Note also his words, “to be obedient.” The obedience he refers to must be the laws of the country which mostly we should obey. However if there is a direct conflict with obeying God and a man-made law, then obeying the Lord must come first, e.g. “Then they called them in again and commanded them not to speak or teach at all in the name of Jesus. But Peter and John replied, “Judge for yourselves whether it is right in God’s sight to obey you rather than God. For we cannot help speaking about what we have seen and heard,” (Acts 4:18-20) and “We gave you strict orders not to teach in this name,” he said. “Yet you have filled Jerusalem with your teaching and are determined to make us guilty of this man’s blood.” Peter and the other apostles replied: “We must obey God rather than men!” (Acts 5:28,29)
Yet, we would suggest, when there is such conflict, great wisdom is needed to not accentuate the conflict and no doubt believers have sometimes done that. The example of the wisdom and grace of Daniel and his friends in the court of Babylon (Dan 1) is worth studying.
Likewise, we would suggest, the believers should be working to be such outstanding members of their community that any conflict is likely to be overlooked by the authorities. It is said that quite often in the early centuries of the Gospel, when particular Caesars sent out a decree to persecute the Christians, the local governors sometimes gave the Christian community warning of what was coming and told them to leave town until the dust settled, because they knew that the Christians were the backbone of the local community.
We need to reiterate the point we made to start with, that Paul wants Titus to make the local believers realise what an impact on the local society they can have by the way that they work out their faith. Earlier on he had spoken about the poor quality of life on Crete. Yes, speak out against it, and yes declare the Gospel but ALSO live out your lives in such a way that the world will see and wonder. Remember Jesus’ teaching, “let your light shine before men, that they may see your good deeds and praise your Father in heaven.” (Mt 5:16)
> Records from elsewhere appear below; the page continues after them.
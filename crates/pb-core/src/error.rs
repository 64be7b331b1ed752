//! Error types for ping-buddy

use serde::Serialize;
use std::fmt;
use thiserror::Error;

/// Message shown to the user for any failure that is not an input problem.
pub const GENERIC_FAILURE_MESSAGE: &str = "There was an issue processing your request.";

/// Main error type for ping-buddy operations
#[derive(Error, Debug)]
pub enum Error {
    #[error("Process invocation error: {0}")]
    ProcessInvocation(String),

    #[error("Parse error: {0}")]
    Parse(String),

    #[error("External service error ({service}): {message}")]
    ExternalService { service: String, message: String },

    #[error("Invalid input: {0}")]
    UserInput(String),

    #[error("Configuration error: {0}")]
    Config(String),

    #[error("Vector index error: {0}")]
    VectorIndex(String),

    #[error("Invalid state: {0}")]
    InvalidState(String),

    #[error("Serialization error: {0}")]
    Serialization(#[from] serde_json::Error),

    #[error("IO error: {0}")]
    Io(#[from] std::io::Error),
}

/// Result type alias using our Error type
pub type Result<T> = std::result::Result<T, Error>;

/// Coarse error category, used for diagnostics at the presentation boundary
#[derive(Debug, Clone, Copy, PartialEq, Eq, Hash, Serialize)]
#[serde(rename_all = "snake_case")]
pub enum ErrorCategory {
    ProcessInvocation,
    Parse,
    ExternalService,
    UserInput,
    Internal,
}

impl fmt::Display for ErrorCategory {
    fn fmt(&self, f: &mut fmt::Formatter<'_>) -> fmt::Result {
        match self {
            ErrorCategory::ProcessInvocation => write!(f, "process_invocation"),
            ErrorCategory::Parse => write!(f, "parse"),
            ErrorCategory::ExternalService => write!(f, "external_service"),
            ErrorCategory::UserInput => write!(f, "user_input"),
            ErrorCategory::Internal => write!(f, "internal"),
        }
    }
}

impl Error {
    /// Create a process invocation error
    pub fn process_invocation(msg: impl Into<String>) -> Self {
        Error::ProcessInvocation(msg.into())
    }

    /// Create a parse error
    pub fn parse(msg: impl Into<String>) -> Self {
        Error::Parse(msg.into())
    }

    /// Create an external service error
    pub fn external_service(service: impl Into<String>, msg: impl Into<String>) -> Self {
        Error::ExternalService {
            service: service.into(),
            message: msg.into(),
        }
    }

    /// Create a user input error
    pub fn user_input(msg: impl Into<String>) -> Self {
        Error::UserInput(msg.into())
    }

    /// Create a configuration error
    pub fn config(msg: impl Into<String>) -> Self {
        Error::Config(msg.into())
    }

    /// Create a vector index error
    pub fn vector_index(msg: impl Into<String>) -> Self {
        Error::VectorIndex(msg.into())
    }

    /// Create an invalid state error
    pub fn invalid_state(msg: impl Into<String>) -> Self {
        Error::InvalidState(msg.into())
    }

    /// Category of this error
    pub fn category(&self) -> ErrorCategory {
        match self {
            Error::ProcessInvocation(_) => ErrorCategory::ProcessInvocation,
            Error::Parse(_) | Error::Serialization(_) => ErrorCategory::Parse,
            Error::ExternalService { .. } => ErrorCategory::ExternalService,
            Error::UserInput(_) => ErrorCategory::UserInput,
            Error::Config(_) | Error::VectorIndex(_) | Error::InvalidState(_) | Error::Io(_) => {
                ErrorCategory::Internal
            }
        }
    }

    /// Text safe to show to the user.
    ///
    /// Input problems are reported as-is so the user can correct them;
    /// everything else collapses to one generic message.
    pub fn user_message(&self) -> String {
        match self {
            Error::UserInput(msg) => msg.clone(),
            _ => GENERIC_FAILURE_MESSAGE.to_string(),
        }
    }
}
There have been times in the life of the Church when there were those who felt the only way to really know God was to escape living in the everyday world of people and so we can think of the ‘desert fathers’ of Egypt or monks or nuns of closed orders, yet the Lord taught us to be light to the world and you cannot be that hidden away. Yes, circumstances may sometimes be difficult and when outright persecution occurs it is very difficult, nevertheless our calling is still to seek to be light to those around us. Even the apostle Paul had cause to apologize for overstating the issue to one in authority. We may speak out, we may protest but we may not use violence, I would suggest, which goes against all of Jesus’ teaching. As we said above, a study of Daniel and his friends may help in difficult situations.
It might also be worth commenting, that when the church is moving in power and signs, wonders and healings become part of the life of the church again on a regular basis, instead of just rarely, then that also may challenge the hearts of unbelievers. Although there were times of persecution recorded in Acts we also find that early on, the church were, “enjoying the favor of all the people,” (Acts 2:47). After the incident of Ananias and Sapphira we find, “No one else dared join them, even though they were highly regarded by the people.” (Acts 5:13) The witness of the church in respect of the world can influence the way people think about the church and about the Lord. That is what is behind so much pf what Paul has been saying to Titus.